- _Goal of the exercise_
Each line below with the string "under" should be copied.

___ Material provided ___

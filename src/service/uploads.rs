use std::{
    io::Write as _,
    path::{Path, PathBuf},
};

use anyhow::Context as _;

use crate::foundation::error::ConcatResult;

/// Uploaded files written to a staging directory for the length of one request.
///
/// Every staged file is removed when the guard drops, whichever way the
/// request ends.
#[derive(Debug)]
pub struct StagedUploads {
    dir: PathBuf,
    staged: Vec<PathBuf>,
}

impl StagedUploads {
    /// Stage into `dir`; it is created on the first [`stage`](Self::stage).
    pub fn new(dir: &Path) -> Self {
        Self {
            dir: dir.to_path_buf(),
            staged: Vec::new(),
        }
    }

    /// Write `bytes` under a name derived from `file_name`, never overwriting.
    ///
    /// Names are claimed with `create_new`, so concurrent stagers sharing the
    /// directory never end up on the same file. `file_name` must already be
    /// sanitized.
    pub fn stage(&mut self, file_name: &str, bytes: &[u8]) -> ConcatResult<PathBuf> {
        std::fs::create_dir_all(&self.dir)
            .with_context(|| format!("create upload directory '{}'", self.dir.display()))?;
        let mut n = 0u32;
        let (path, mut file) = loop {
            let candidate = candidate_path(&self.dir, file_name, n);
            match std::fs::OpenOptions::new()
                .write(true)
                .create_new(true)
                .open(&candidate)
            {
                Ok(file) => break (candidate, file),
                Err(err) if err.kind() == std::io::ErrorKind::AlreadyExists => n += 1,
                Err(err) => {
                    return Err(anyhow::Error::new(err)
                        .context(format!("stage upload '{}'", candidate.display()))
                        .into());
                }
            }
        };
        // tracked before writing so a failed write still gets cleaned up
        self.staged.push(path.clone());
        file.write_all(bytes)
            .with_context(|| format!("stage upload '{}'", path.display()))?;
        Ok(path)
    }
}

impl Drop for StagedUploads {
    fn drop(&mut self) {
        for path in self.staged.drain(..) {
            if let Err(err) = std::fs::remove_file(&path) {
                tracing::warn!(path = %path.display(), %err, "failed to remove staged upload");
            }
        }
    }
}

/// The `n`th name tried for `file_name` in `dir`: `dir/name` for 0, then
/// `dir/stem_N.ext`.
pub fn candidate_path(dir: &Path, file_name: &str, n: u32) -> PathBuf {
    if n == 0 {
        return dir.join(file_name);
    }
    let as_path = Path::new(file_name);
    let stem = as_path
        .file_stem()
        .map(|s| s.to_string_lossy().into_owned())
        .unwrap_or_default();
    let ext = as_path
        .extension()
        .map(|e| format!(".{}", e.to_string_lossy()))
        .unwrap_or_default();
    dir.join(format!("{stem}_{n}{ext}"))
}

#[cfg(test)]
#[path = "../../tests/unit/service/uploads.rs"]
mod tests;
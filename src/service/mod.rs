pub(crate) mod dirs;
pub(crate) mod request;
pub(crate) mod thumbnail;
pub(crate) mod uploads;
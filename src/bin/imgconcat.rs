use std::{
    io::Write as _,
    path::{Path, PathBuf},
};

use anyhow::Context as _;
use clap::{Args, Parser, Subcommand, ValueEnum};

#[derive(Parser, Debug)]
#[command(name = "imgconcat", version)]
struct Cli {
    /// Log debug details to stderr.
    #[arg(short, long, global = true)]
    verbose: bool,

    #[command(subcommand)]
    cmd: Command,
}

#[derive(Subcommand, Debug)]
enum Command {
    /// Concatenate images into one file.
    Concat(ConcatArgs),
    /// List the images in a folder under the root as JSON.
    List(ListArgs),
    /// Write a PNG thumbnail of one image under the root.
    Thumb(ThumbArgs),
}

#[derive(Args, Debug)]
struct RootArg {
    /// Directory that every folder argument is resolved against.
    #[arg(long, default_value = ".")]
    root: PathBuf,
}

#[derive(Parser, Debug)]
struct ConcatArgs {
    #[command(flatten)]
    root: RootArg,

    /// Image files to upload, in order.
    files: Vec<PathBuf>,

    /// Pick images from this folder (relative to the root) instead of uploading.
    #[arg(long, conflicts_with = "files")]
    folder: Option<String>,

    /// File names inside `--folder`, in order.
    #[arg(long = "select", requires = "folder")]
    selected: Vec<String>,

    #[arg(long, value_enum, default_value_t = OrientationArg::Horizontal)]
    orientation: OrientationArg,

    #[arg(long, value_enum, default_value_t = ResizeArg::None)]
    resize_mode: ResizeArg,

    /// Width bound for `fit-max`.
    #[arg(long)]
    max_width: Option<String>,

    /// Height bound for `fit-max`.
    #[arg(long)]
    max_height: Option<String>,

    #[arg(long, value_enum, default_value_t = AlignArg::Center)]
    alignment: AlignArg,

    /// Output file name; `.jpg`/`.jpeg` selects JPEG, anything else PNG.
    #[arg(long, default_value = imgconcat::DEFAULT_OUTPUT_NAME)]
    output_name: String,

    /// Save under the root instead of downloading, into `outputs` unless
    /// `--save-folder` names another folder.
    #[arg(long)]
    save: bool,

    /// Save under this folder (relative to the root); implies `--save`.
    #[arg(long)]
    save_folder: Option<String>,

    /// Where to write the downloaded bytes (`-` for stdout). Defaults to the output name.
    #[arg(long, conflicts_with_all = ["save", "save_folder"])]
    out: Option<PathBuf>,

    /// JPEG quality (1-100).
    #[arg(long, default_value_t = imgconcat::DEFAULT_JPEG_QUALITY)]
    jpeg_quality: u8,
}

#[derive(Parser, Debug)]
struct ListArgs {
    #[command(flatten)]
    root: RootArg,

    /// Folder relative to the root.
    #[arg(default_value = "")]
    folder: String,
}

#[derive(Parser, Debug)]
struct ThumbArgs {
    #[command(flatten)]
    root: RootArg,

    /// Folder relative to the root.
    folder: String,

    /// Image file name inside the folder.
    file: String,

    /// Output PNG path.
    #[arg(long)]
    out: PathBuf,
}

#[derive(Clone, Copy, Debug, ValueEnum)]
enum OrientationArg {
    Horizontal,
    Vertical,
}

#[derive(Clone, Copy, Debug, ValueEnum)]
enum ResizeArg {
    None,
    MatchHeight,
    MatchWidth,
    FitMax,
}

#[derive(Clone, Copy, Debug, ValueEnum)]
enum AlignArg {
    Start,
    Center,
    End,
}

impl OrientationArg {
    fn form_value(self) -> &'static str {
        match self {
            Self::Horizontal => "horizontal",
            Self::Vertical => "vertical",
        }
    }
}

impl ResizeArg {
    fn form_value(self) -> &'static str {
        match self {
            Self::None => "none",
            Self::MatchHeight => "match_height",
            Self::MatchWidth => "match_width",
            Self::FitMax => "fit_max",
        }
    }
}

impl AlignArg {
    fn form_value(self) -> &'static str {
        match self {
            Self::Start => "start",
            Self::Center => "center",
            Self::End => "end",
        }
    }
}

fn main() -> anyhow::Result<()> {
    let cli = Cli::parse();
    init_tracing(cli.verbose);
    match cli.cmd {
        Command::Concat(args) => cmd_concat(args),
        Command::List(args) => cmd_list(args),
        Command::Thumb(args) => cmd_thumb(args),
    }
}

fn init_tracing(verbose: bool) {
    let level = if verbose {
        tracing::Level::DEBUG
    } else {
        tracing::Level::INFO
    };
    tracing_subscriber::fmt()
        .with_max_level(level)
        .with_writer(std::io::stderr)
        .init();
}

fn cmd_concat(args: ConcatArgs) -> anyhow::Result<()> {
    let dirs = imgconcat::AppDirs::prepare(&args.root.root)?;

    let sources = match args.folder {
        Some(folder) => imgconcat::SourceSelection::Folder {
            folder,
            selected: args.selected,
        },
        None => imgconcat::SourceSelection::Upload(read_uploads(&args.files)?),
    };

    let req = imgconcat::ConcatRequest {
        sources,
        orientation: Some(args.orientation.form_value().to_string()),
        resize_mode: Some(args.resize_mode.form_value().to_string()),
        max_width: args.max_width,
        max_height: args.max_height,
        alignment: Some(args.alignment.form_value().to_string()),
        output_name: Some(args.output_name),
        save: match args.save_folder {
            Some(folder) => imgconcat::SaveOption::Save { folder },
            None if args.save => imgconcat::SaveOption::save_to_outputs(),
            None => imgconcat::SaveOption::Download,
        },
    };
    let opts = imgconcat::EncodeOptions {
        jpeg_quality: args.jpeg_quality,
    };

    match imgconcat::handle_concat(&dirs, req, &opts)? {
        imgconcat::ConcatOutcome::Saved { relative_path } => {
            println!("{relative_path}");
        }
        imgconcat::ConcatOutcome::Download {
            file_name, bytes, ..
        } => {
            let out = args.out.unwrap_or_else(|| PathBuf::from(&file_name));
            if out == Path::new("-") {
                std::io::stdout()
                    .lock()
                    .write_all(&bytes)
                    .context("write image to stdout")?;
            } else {
                imgconcat::write_image(&out, &bytes)?;
                eprintln!("wrote {}", out.display());
            }
        }
    }
    Ok(())
}

fn read_uploads(files: &[PathBuf]) -> anyhow::Result<Vec<imgconcat::UploadedFile>> {
    files
        .iter()
        .map(|path| {
            let bytes =
                std::fs::read(path).with_context(|| format!("read '{}'", path.display()))?;
            let file_name = path
                .file_name()
                .map(|n| n.to_string_lossy().into_owned())
                .unwrap_or_default();
            Ok(imgconcat::UploadedFile { file_name, bytes })
        })
        .collect()
}

fn cmd_list(args: ListArgs) -> anyhow::Result<()> {
    let body = match imgconcat::list_images(&args.root.root, &args.folder) {
        Ok(images) => serde_json::json!({ "ok": true, "images": images }),
        Err(err) => {
            println!("{}", serde_json::json!({ "ok": false, "error": err.to_string() }));
            return Err(err.into());
        }
    };
    println!("{body}");
    Ok(())
}

fn cmd_thumb(args: ThumbArgs) -> anyhow::Result<()> {
    let bytes = imgconcat::thumbnail_png(&args.root.root, &args.folder, &args.file)?;
    imgconcat::write_image(&args.out, &bytes)?;
    eprintln!("wrote {}", args.out.display());
    Ok(())
}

___

- _Written reply_
    /// Write `bytes` under a name derived from `file_name`, never overwriting.
    /// List the images in a folder under the root as JSON.
    /// Write a PNG thumbnail of one image under the root.
    /// Save under the root instead of downloading, into `outputs` unless
    /// Save under this folder (relative to the root); implies `--save`.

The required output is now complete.